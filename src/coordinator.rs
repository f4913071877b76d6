//! Synchronization coordinator - the action dispatchers exposed to the UI layer.
//!
//! Every dispatcher follows the same shape: take the state lock briefly to validate
//! and mark the cache as loading, release it, await the gateway, then take the lock
//! again and apply the result in one synchronous step. The lock is never held across a
//! gateway call, so overlapping dispatchers interleave only at completion and the cache
//! reflects completion order.
//!
//! Dispatchers never return errors. Failures end up on the relevant cache's `error`
//! selector while previously loaded data stays readable.

use crate::config::SyncConfig;
use crate::errors::{Error, Result};
use crate::gateway::Gateway;
use crate::models::{
    AppointmentFilter, AppointmentId, AppointmentPatch, AppointmentStatus, DoctorFilter,
    ProfileUpdate,
};
use crate::state::ClinicState;
use std::sync::Arc;
use tokio::sync::{RwLock, RwLockReadGuard};
use tracing::{debug, error, info, instrument, warn};

/// Issues gateway calls and folds their results into the shared [`ClinicState`].
#[derive(Debug)]
pub struct SyncCoordinator<G: Gateway + ?Sized> {
    gateway: Arc<G>,
    state: Arc<RwLock<ClinicState>>,
}

impl<G: Gateway + ?Sized> Clone for SyncCoordinator<G> {
    fn clone(&self) -> Self {
        Self {
            gateway: Arc::clone(&self.gateway),
            state: Arc::clone(&self.state),
        }
    }
}

impl<G: Gateway + ?Sized> SyncCoordinator<G> {
    /// Coordinator over a fresh, empty state.
    #[must_use]
    pub fn new(gateway: Arc<G>, config: SyncConfig) -> Self {
        Self::with_state(gateway, Arc::new(RwLock::new(ClinicState::new(config))))
    }

    /// Coordinator over an existing state, e.g. one shared with a UI.
    #[must_use]
    pub const fn with_state(gateway: Arc<G>, state: Arc<RwLock<ClinicState>>) -> Self {
        Self { gateway, state }
    }

    /// Read access for selectors.
    pub async fn read(&self) -> RwLockReadGuard<'_, ClinicState> {
        self.state.read().await
    }

    /// Handle to the shared state.
    #[must_use]
    pub fn state(&self) -> Arc<RwLock<ClinicState>> {
        Arc::clone(&self.state)
    }

    /// Loads dashboard counters and the recent appointments.
    #[instrument(skip(self))]
    pub async fn load_dashboard(&self) {
        let ticket = self.state.write().await.dashboard.begin();
        let result = self.gateway.fetch_dashboard().await;

        let mut state = self.state.write().await;
        match result {
            Ok(payload) => {
                let recent = payload.recent_appointments;
                if state.dashboard.complete(ticket, Ok(payload.stats)) {
                    state.appointments.replace_recent(recent);
                    info!(
                        "Dashboard loaded: {} appointments tracked",
                        state.dashboard.stats().counts.total()
                    );
                }
            }
            Err(e) => {
                error!("Failed to load dashboard: {}", e);
                state.dashboard.complete(ticket, Err(e));
            }
        }
    }

    /// Loads one page of appointments, replacing the list view.
    #[instrument(skip(self))]
    pub async fn load_appointments(&self, filter: AppointmentFilter) {
        let ticket = self.state.write().await.appointments.begin_list();
        let result = self.gateway.fetch_appointments(&filter).await;

        if let Err(e) = &result {
            error!("Failed to load appointments: {}", e);
        }
        let mut state = self.state.write().await;
        if state.appointments.complete_list(ticket, result) {
            debug!("Appointment list now holds {} items", state.list().len());
        }
    }

    /// Loads a single appointment into "selected".
    #[instrument(skip(self))]
    pub async fn load_appointment(&self, id: AppointmentId) {
        let ticket = self.state.write().await.appointments.begin_selected();
        let result = self.gateway.fetch_appointment(&id).await;

        if let Err(e) = &result {
            error!("Failed to load appointment {}: {}", id, e);
        }
        self.state
            .write()
            .await
            .appointments
            .complete_selected(ticket, &id, result);
    }

    /// Drops "selected", as on navigation away from the detail view.
    pub async fn leave_appointment(&self) {
        self.state.write().await.appointments.clear_selected();
    }

    /// Changes an appointment's status and/or check-in flag.
    ///
    /// The server's echo replaces the cached copy wherever it is held, then the
    /// dashboard counts are adjusted by one unit from the previous status to the new
    /// one. Requests that break the status DAG for a cached appointment, or that set
    /// `is_checked` on anything but a confirmed appointment, are rejected locally.
    #[instrument(skip(self))]
    pub async fn update_appointment_status(
        &self,
        id: AppointmentId,
        status: AppointmentStatus,
        is_checked: Option<bool>,
    ) {
        let (ticket, patch) = {
            let mut state = self.state.write().await;
            match validate_status_update(&state, &id, status, is_checked) {
                Ok(patch) => (state.appointments.begin_update(), patch),
                Err(e) => {
                    state.appointments.reject(&e);
                    return;
                }
            }
        };

        let result = self.gateway.update_appointment(&id, &patch).await;
        if let Err(e) = &result {
            error!("Failed to update appointment {}: {}", id, e);
        }

        let mut state = self.state.write().await;
        let Some(change) = state.appointments.complete_update(ticket, result) else {
            return;
        };
        match change.previous {
            Some(previous) => state.dashboard.reconcile(previous, change.current),
            None => debug!(
                "Appointment {} not in delta scope, dashboard counts left unchanged",
                id
            ),
        }
        info!("Appointment {} is now {}", id, change.current);
    }

    /// Loads monthly earnings buckets.
    #[instrument(skip(self))]
    pub async fn load_earnings(&self) {
        let ticket = self.state.write().await.earnings.begin();
        let result = self.gateway.fetch_earnings().await;

        if let Err(e) = &result {
            error!("Failed to load earnings: {}", e);
        }
        self.state.write().await.earnings.complete(ticket, result);
    }

    /// Loads the review list.
    #[instrument(skip(self))]
    pub async fn load_reviews(&self) {
        let ticket = self.state.write().await.reviews.begin();
        let result = self.gateway.fetch_reviews().await;

        if let Err(e) = &result {
            error!("Failed to load reviews: {}", e);
        }
        self.state.write().await.reviews.complete(ticket, result);
    }

    /// Updates the doctor profile; a returned average rating refreshes the dashboard.
    #[instrument(skip(self, update))]
    pub async fn update_profile(&self, update: ProfileUpdate) {
        let ticket = {
            let mut state = self.state.write().await;
            if let Err(e) = update.validate() {
                warn!("Profile update rejected: {}", e);
                state.profile.reject(&e);
                return;
            }
            state.profile.begin()
        };

        let result = self.gateway.update_profile(&update).await;
        if let Err(e) = &result {
            error!("Failed to update profile: {}", e);
        }

        let rating = result.as_ref().ok().and_then(|profile| profile.average_rating);
        let mut state = self.state.write().await;
        if state.profile.complete(ticket, result) {
            if let Some(rating) = rating {
                state.dashboard.refresh_average_rating(rating);
            }
        }
    }

    /// Searches the public doctor directory.
    #[instrument(skip(self))]
    pub async fn search_doctors(&self, filter: DoctorFilter) {
        let ticket = self.state.write().await.doctors.begin();
        let result = self.gateway.search_doctors(&filter).await;

        if let Err(e) = &result {
            error!("Failed to search doctors: {}", e);
        }
        self.state.write().await.doctors.complete(ticket, result);
    }

    /// Clears every cache, as on logout.
    pub async fn reset(&self) {
        self.state.write().await.reset();
        info!("Client state reset");
    }
}

/// Checks a status update against what the client already knows.
///
/// Appointments that are not cached are passed through; the server decides.
fn validate_status_update(
    state: &ClinicState,
    id: &AppointmentId,
    status: AppointmentStatus,
    is_checked: Option<bool>,
) -> Result<AppointmentPatch> {
    if is_checked.is_some() && status != AppointmentStatus::Confirmed {
        return Err(Error::validation(format!(
            "Check-in can only be changed on a confirmed appointment, not {status}"
        )));
    }

    if let Some(current) = state.appointments().get(id).map(|a| a.status) {
        if current != status && !current.can_transition_to(status) {
            return Err(Error::validation(format!(
                "Cannot change appointment {id} from {current} to {status}"
            )));
        }
    }

    Ok(AppointmentPatch {
        status: Some(status),
        is_checked,
    })
}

··········

**Task prompt**
Reproduce the entries exactly, each one as given.

**Task output**
filename src/coordinator.rs
repository f4913071877b76d6
//! Synchronization coordinator - the action dispatchers exposed to the UI layer.
//!
//! Every dispatcher follows the same shape: take the state lock briefly to validate
//! and mark the cache as loading, release it, await the gateway, then take the lock
//! again and apply the result in one synchronous step. The lock is never held across a
//! gateway call, so overlapping dispatchers interleave only at completion and the cache
//! reflects completion order.
//!
//! Dispatchers never return errors. Failures end up on the relevant cache's `error`
//! selector while previously loaded data stays readable.

use crate::config::SyncConfig;
use crate::errors::{Error, Result};
use crate::gateway::Gateway;
use crate::models::{
    AppointmentFilter, AppointmentId, AppointmentPatch, AppointmentStatus, DoctorFilter,
    ProfileUpdate,
};
use crate::state::ClinicState;
use std::sync::Arc;
use tokio::sync::{RwLock, RwLockReadGuard};
use tracing::{debug, error, info, instrument, warn};

/// Issues gateway calls and folds their results into the shared [`ClinicState`].
#[derive(Debug)]
pub struct SyncCoordinator<G: Gateway + ?Sized> {
    gateway: Arc<G>,
    state: Arc<RwLock<ClinicState>>,
}

impl<G: Gateway + ?Sized> Clone for SyncCoordinator<G> {
    fn clone(&self) -> Self {
        Self {
            gateway: Arc::clone(&self.gateway),
            state: Arc::clone(&self.state),
        }
    }
}

impl<G: Gateway + ?Sized> SyncCoordinator<G> {
    /// Coordinator over a fresh, empty state.
    #[must_use]
    pub fn new(gateway: Arc<G>, config: SyncConfig) -> Self {
        Self::with_state(gateway, Arc::new(RwLock::new(ClinicState::new(config))))
    }

    /// Coordinator over an existing state, e.g. one shared with a UI.
    #[must_use]
    pub const fn with_state(gateway: Arc<G>, state: Arc<RwLock<ClinicState>>) -> Self {
        Self { gateway, state }
    }

    /// Read access for selectors.
    pub async fn read(&self) -> RwLockReadGuard<'_, ClinicState> {
        self.state.read().await
    }

    /// Handle to the shared state.
    #[must_use]
    pub fn state(&self) -> Arc<RwLock<ClinicState>> {
        Arc::clone(&self.state)
    }

    /// Loads dashboard counters and the recent appointments.
    #[instrument(skip(self))]
    pub async fn load_dashboard(&self) {
        let ticket = self.state.write().await.dashboard.begin();
        let result = self.gateway.fetch_dashboard().await;

        let mut state = self.state.write().await;
        match result {
            Ok(payload) => {
                let recent = payload.recent_appointments;
                if state.dashboard.complete(ticket, Ok(payload.stats)) {
                    state.appointments.replace_recent(recent);
                    info!(
                        "Dashboard loaded: {} appointments tracked",
                        state.dashboard.stats().counts.total()
                    );
                }
            }
            Err(e) => {
                error!("Failed to load dashboard: {}", e);
                state.dashboard.complete(ticket, Err(e));
            }
        }
    }

    /// Loads one page of appointments, replacing the list view.
    #[instrument(skip(self))]
    pub async fn load_appointments(&self, filter: AppointmentFilter) {
        let ticket = self.state.write().await.appointments.begin_list();
        let result = self.gateway.fetch_appointments(&filter).await;

        if let Err(e) = &result {
            error!("Failed to load appointments: {}", e);
        }
        let mut state = self.state.write().await;
        if state.appointments.complete_list(ticket, result) {
            debug!("Appointment list now holds {} items", state.list().len());
        }
    }

    /// Loads a single appointment into "selected".
    #[instrument(skip(self))]
    pub async fn load_appointment(&self, id: AppointmentId) {
        let ticket = self.state.write().await.appointments.begin_selected();
        let result = self.gateway.fetch_appointment(&id).await;

        if let Err(e) = &result {
            error!("Failed to load appointment {}: {}", id, e);
        }
        self.state
            .write()
            .await
            .appointments
            .complete_selected(ticket, &id, result);
    }

    /// Drops "selected", as on navigation away from the detail view.
    pub async fn leave_appointment(&self) {
        self.state.write().await.appointments.clear_selected();
    }

    /// Changes an appointment's status and/or check-in flag.
    ///
    /// The server's echo replaces the cached copy wherever it is held, then the
    /// dashboard counts are adjusted by one unit from the previous status to the new
    /// one. Requests that break the status DAG for a cached appointment, or that set
    /// `is_checked` on anything but a confirmed appointment, are rejected locally.
    #[instrument(skip(self))]
    pub async fn update_appointment_status(
        &self,
        id: AppointmentId,
        status: AppointmentStatus,
        is_checked: Option<bool>,
    ) {
        let (ticket, patch) = {
            let mut state = self.state.write().await;
            match validate_status_update(&state, &id, status, is_checked) {
                Ok(patch) => (state.appointments.begin_update(), patch),
                Err(e) => {
                    state.appointments.reject(&e);
                    return;
                }
            }
        };

        let result = self.gateway.update_appointment(&id, &patch).await;
        if let Err(e) = &result {
            error!("Failed to update appointment {}: {}", id, e);
        }

        let mut state = self.state.write().await;
        let Some(change) = state.appointments.complete_update(ticket, result) else {
            return;
        };
        match change.previous {
            Some(previous) => state.dashboard.reconcile(previous, change.current),
            None => debug!(
                "Appointment {} not in delta scope, dashboard counts left unchanged",
                id
            ),
        }
        info!("Appointment {} is now {}", id, change.current);
    }

    /// Loads monthly earnings buckets.
    #[instrument(skip(self))]
    pub async fn load_earnings(&self) {
        let ticket = self.state.write().await.earnings.begin();
        let result = self.gateway.fetch_earnings().await;

        if let Err(e) = &result {
            error!("Failed to load earnings: {}", e);
        }
        self.state.write().await.earnings.complete(ticket, result);
    }

    /// Loads the review list.
    #[instrument(skip(self))]
    pub async fn load_reviews(&self) {
        let ticket = self.state.write().await.reviews.begin();
        let result = self.gateway.fetch_reviews().await;

        if let Err(e) = &result {
            error!("Failed to load reviews: {}", e);
        }
        self.state.write().await.reviews.complete(ticket, result);
    }

    /// Updates the doctor profile; a returned average rating refreshes the dashboard.
    #[instrument(skip(self, update))]
    pub async fn update_profile(&self, update: ProfileUpdate) {
        let ticket = {
            let mut state = self.state.write().await;
            if let Err(e) = update.validate() {
                warn!("Profile update rejected: {}", e);
                state.profile.reject(&e);
                return;
            }
            state.profile.begin()
        };

        let result = self.gateway.update_profile(&update).await;
        if let Err(e) = &result {
            error!("Failed to update profile: {}", e);
        }

        let rating = result.as_ref().ok().and_then(|profile| profile.average_rating);
        let mut state = self.state.write().await;
        if state.profile.complete(ticket, result) {
            if let Some(rating) = rating {
                state.dashboard.refresh_average_rating(rating);
            }
        }
    }

    /// Searches the public doctor directory.
    #[instrument(skip(self))]
    pub async fn search_doctors(&self, filter: DoctorFilter) {
        let ticket = self.state.write().await.doctors.begin();
        let result = self.gateway.search_doctors(&filter).await;

        if let Err(e) = &result {
            error!("Failed to search doctors: {}", e);
        }
        self.state.write().await.doctors.complete(ticket, result);
    }

    /// Clears every cache, as on logout.
    pub async fn reset(&self) {
        self.state.write().await.reset();
        info!("Client state reset");
    }
}

/// Checks a status update against what the client already knows.
///
/// Appointments that are not cached are passed through; the server decides.
fn validate_status_update(
    state: &ClinicState,
    id: &AppointmentId,
    status: AppointmentStatus,
    is_checked: Option<bool>,
) -> Result<AppointmentPatch> {
    if is_checked.is_some() && status != AppointmentStatus::Confirmed {
        return Err(Error::validation(format!(
            "Check-in can only be changed on a confirmed appointment, not {status}"
        )));
    }

    if let Some(current) = state.appointments().get(id).map(|a| a.status) {
        if current != status && !current.can_transition_to(status) {
            return Err(Error::validation(format!(
                "Cannot change appointment {id} from {current} to {status}"
            )));
        }
    }

    Ok(AppointmentPatch {
        status: Some(status),
        is_checked,
    })
}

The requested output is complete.